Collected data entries
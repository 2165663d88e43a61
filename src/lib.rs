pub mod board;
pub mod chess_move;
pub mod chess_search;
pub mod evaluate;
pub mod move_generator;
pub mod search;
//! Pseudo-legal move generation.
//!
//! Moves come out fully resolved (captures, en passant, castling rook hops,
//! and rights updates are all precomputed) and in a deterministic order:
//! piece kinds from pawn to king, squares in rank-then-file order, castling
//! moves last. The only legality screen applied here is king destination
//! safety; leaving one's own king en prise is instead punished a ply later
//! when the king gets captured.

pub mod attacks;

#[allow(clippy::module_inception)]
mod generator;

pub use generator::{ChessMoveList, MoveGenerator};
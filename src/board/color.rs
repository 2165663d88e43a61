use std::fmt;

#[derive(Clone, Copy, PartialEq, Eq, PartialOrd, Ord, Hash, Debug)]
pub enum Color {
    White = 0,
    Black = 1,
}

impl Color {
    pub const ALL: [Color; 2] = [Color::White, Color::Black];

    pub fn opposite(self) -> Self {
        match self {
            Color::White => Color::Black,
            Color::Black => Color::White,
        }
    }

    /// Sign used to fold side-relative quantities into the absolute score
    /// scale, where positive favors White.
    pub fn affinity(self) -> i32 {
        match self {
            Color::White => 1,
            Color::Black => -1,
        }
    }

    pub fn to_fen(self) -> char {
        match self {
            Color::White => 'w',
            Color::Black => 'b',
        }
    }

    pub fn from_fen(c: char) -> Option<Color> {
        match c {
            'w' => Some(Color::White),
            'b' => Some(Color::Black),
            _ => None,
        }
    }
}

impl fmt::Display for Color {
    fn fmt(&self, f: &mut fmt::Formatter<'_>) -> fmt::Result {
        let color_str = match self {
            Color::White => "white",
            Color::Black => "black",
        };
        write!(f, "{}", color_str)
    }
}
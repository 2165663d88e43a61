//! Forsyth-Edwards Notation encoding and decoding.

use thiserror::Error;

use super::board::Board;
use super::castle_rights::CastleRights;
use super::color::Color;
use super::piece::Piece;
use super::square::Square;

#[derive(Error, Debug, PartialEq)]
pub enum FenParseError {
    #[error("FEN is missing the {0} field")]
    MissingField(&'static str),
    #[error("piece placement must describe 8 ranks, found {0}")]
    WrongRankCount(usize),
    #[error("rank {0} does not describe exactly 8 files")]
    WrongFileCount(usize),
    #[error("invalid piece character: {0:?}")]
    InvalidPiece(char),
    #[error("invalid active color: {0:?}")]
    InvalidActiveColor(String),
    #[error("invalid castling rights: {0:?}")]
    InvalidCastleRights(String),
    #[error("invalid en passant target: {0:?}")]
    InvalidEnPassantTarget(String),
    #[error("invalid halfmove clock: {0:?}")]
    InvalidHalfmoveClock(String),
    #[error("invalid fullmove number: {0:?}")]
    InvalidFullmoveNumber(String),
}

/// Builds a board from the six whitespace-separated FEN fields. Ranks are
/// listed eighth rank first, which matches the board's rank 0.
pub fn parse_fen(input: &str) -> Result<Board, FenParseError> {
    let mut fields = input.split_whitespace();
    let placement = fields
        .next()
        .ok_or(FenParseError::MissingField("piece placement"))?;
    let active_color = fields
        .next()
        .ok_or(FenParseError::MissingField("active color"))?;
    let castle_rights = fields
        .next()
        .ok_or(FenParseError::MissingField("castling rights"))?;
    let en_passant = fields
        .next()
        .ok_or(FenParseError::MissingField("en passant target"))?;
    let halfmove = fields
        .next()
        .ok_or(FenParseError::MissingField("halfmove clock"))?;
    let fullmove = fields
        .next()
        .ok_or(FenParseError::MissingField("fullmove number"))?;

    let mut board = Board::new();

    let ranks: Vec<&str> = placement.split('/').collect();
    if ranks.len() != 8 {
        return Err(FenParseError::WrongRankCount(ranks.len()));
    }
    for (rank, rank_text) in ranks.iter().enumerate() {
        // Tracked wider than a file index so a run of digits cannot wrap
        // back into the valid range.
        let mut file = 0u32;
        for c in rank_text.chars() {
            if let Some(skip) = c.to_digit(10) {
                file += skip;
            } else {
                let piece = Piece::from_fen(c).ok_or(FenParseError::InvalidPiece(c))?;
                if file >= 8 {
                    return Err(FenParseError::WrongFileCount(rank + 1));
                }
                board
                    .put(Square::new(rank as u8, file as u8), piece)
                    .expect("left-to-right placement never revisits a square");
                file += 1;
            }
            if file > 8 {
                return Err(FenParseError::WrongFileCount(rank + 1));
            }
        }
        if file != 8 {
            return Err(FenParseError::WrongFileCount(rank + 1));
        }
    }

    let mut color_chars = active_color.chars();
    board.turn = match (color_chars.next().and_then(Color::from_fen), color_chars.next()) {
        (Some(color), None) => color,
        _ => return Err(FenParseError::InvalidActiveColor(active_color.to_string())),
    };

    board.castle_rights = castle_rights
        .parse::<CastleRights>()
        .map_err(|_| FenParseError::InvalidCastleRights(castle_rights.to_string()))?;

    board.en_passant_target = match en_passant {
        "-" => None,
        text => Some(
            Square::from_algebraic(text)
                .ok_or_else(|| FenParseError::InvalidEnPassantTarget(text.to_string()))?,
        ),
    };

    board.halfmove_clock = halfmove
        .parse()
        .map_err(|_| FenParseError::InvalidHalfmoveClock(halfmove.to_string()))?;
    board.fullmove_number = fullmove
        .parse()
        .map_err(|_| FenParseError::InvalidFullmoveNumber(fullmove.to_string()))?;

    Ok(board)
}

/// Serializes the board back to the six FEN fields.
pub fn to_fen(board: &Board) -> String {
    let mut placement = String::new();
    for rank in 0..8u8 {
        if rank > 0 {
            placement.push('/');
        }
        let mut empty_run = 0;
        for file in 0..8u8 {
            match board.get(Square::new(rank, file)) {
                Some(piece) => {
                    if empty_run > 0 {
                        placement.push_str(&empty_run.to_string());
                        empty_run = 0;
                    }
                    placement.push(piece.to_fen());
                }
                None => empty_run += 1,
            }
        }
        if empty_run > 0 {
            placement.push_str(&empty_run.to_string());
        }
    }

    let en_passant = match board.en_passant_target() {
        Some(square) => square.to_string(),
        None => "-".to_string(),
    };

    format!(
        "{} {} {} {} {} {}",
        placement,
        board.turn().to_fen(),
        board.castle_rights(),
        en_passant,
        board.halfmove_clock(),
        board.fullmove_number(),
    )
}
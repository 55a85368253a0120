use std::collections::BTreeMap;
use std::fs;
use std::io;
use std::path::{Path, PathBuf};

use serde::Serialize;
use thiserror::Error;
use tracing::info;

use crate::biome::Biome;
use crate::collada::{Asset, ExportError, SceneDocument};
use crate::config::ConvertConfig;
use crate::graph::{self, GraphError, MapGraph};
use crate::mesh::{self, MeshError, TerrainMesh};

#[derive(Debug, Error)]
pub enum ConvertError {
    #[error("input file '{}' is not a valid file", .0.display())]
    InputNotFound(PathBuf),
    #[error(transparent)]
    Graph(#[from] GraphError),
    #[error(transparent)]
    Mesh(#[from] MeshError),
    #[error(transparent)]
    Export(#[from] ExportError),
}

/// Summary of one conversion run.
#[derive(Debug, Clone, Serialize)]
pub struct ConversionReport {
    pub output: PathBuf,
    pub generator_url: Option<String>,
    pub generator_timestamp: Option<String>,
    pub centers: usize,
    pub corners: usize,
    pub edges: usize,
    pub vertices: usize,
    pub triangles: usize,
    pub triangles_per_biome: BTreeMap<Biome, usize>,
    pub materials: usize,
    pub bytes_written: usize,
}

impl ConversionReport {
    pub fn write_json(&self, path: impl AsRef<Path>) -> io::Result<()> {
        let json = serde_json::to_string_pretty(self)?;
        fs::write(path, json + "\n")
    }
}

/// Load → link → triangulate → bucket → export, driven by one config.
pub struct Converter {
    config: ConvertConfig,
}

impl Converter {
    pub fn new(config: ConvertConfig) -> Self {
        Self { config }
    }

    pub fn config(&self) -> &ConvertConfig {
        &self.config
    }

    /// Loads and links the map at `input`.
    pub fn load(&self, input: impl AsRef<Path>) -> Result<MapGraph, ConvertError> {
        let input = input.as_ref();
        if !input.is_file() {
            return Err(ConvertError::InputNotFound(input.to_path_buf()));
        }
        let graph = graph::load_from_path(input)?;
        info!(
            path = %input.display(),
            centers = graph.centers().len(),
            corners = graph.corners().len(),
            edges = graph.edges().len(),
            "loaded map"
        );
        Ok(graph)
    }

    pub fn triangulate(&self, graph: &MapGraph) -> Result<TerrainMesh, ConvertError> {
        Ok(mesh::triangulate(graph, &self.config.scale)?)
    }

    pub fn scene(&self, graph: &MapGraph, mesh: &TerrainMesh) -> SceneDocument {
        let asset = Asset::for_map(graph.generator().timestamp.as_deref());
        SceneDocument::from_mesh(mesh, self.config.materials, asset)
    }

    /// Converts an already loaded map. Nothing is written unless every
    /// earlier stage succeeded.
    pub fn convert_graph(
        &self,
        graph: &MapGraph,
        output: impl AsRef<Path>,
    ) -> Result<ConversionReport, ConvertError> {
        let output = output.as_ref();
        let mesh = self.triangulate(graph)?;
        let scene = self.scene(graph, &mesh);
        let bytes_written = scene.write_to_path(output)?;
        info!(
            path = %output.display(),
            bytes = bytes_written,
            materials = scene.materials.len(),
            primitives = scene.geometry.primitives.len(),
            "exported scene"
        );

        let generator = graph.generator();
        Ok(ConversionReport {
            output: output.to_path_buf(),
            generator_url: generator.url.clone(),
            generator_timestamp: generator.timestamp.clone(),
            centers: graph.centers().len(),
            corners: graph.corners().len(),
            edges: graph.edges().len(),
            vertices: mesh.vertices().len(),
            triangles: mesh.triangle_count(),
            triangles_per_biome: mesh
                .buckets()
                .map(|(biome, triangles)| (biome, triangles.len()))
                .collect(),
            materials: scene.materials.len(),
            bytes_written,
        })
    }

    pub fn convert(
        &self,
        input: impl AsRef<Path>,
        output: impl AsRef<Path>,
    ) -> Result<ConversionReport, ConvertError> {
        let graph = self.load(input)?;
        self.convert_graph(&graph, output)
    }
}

--

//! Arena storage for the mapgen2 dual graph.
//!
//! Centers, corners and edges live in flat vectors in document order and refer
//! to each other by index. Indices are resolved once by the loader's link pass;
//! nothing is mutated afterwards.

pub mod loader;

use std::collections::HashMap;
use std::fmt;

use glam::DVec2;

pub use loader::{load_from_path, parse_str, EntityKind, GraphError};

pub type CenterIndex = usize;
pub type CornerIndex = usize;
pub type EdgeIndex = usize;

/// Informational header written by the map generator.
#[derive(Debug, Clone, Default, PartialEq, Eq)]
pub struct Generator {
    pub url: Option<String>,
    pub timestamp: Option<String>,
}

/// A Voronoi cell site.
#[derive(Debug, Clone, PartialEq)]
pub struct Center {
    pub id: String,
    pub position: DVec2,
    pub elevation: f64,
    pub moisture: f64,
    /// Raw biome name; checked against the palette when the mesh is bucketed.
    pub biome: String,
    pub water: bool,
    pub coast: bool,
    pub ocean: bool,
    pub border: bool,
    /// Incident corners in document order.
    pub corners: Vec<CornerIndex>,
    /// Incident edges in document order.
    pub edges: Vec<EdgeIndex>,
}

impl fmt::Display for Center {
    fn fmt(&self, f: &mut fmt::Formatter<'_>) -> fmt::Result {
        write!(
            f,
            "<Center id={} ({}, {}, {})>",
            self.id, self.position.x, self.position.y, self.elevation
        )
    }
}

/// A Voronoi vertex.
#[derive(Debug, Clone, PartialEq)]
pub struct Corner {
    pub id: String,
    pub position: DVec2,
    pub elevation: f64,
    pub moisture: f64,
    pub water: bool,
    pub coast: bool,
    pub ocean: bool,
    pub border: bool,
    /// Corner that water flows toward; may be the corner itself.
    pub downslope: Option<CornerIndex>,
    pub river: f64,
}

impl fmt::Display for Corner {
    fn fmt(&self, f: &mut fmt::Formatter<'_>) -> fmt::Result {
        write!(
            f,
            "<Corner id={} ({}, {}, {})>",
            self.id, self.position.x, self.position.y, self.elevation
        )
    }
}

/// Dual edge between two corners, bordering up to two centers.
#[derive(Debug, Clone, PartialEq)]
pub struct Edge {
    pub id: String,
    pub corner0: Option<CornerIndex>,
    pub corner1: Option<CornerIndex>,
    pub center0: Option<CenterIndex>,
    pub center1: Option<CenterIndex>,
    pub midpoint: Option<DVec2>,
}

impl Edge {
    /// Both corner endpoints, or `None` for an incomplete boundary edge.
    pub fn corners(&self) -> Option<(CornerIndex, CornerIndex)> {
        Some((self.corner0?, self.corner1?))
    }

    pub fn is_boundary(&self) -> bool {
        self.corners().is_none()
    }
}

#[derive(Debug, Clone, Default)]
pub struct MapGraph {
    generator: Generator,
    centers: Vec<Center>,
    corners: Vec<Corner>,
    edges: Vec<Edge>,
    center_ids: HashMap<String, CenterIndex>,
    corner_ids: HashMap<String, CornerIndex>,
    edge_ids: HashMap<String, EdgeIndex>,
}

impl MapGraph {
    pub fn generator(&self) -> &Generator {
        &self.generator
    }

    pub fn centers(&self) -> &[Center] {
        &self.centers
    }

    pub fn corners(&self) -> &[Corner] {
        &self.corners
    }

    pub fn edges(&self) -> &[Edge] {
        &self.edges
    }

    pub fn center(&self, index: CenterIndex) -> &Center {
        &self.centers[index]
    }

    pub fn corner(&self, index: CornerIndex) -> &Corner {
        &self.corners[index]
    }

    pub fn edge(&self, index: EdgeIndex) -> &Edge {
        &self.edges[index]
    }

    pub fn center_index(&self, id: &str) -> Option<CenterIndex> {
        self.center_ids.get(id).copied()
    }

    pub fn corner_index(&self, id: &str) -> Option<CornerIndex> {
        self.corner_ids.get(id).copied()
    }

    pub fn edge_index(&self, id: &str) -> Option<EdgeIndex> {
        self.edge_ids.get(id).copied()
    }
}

## [Exercise description]
Scan the records above for the word "BTreeMap" and return every line where it occurs.

## [Response to the exercise]
use std::collections::BTreeMap;
    pub triangles_per_biome: BTreeMap<Biome, usize>,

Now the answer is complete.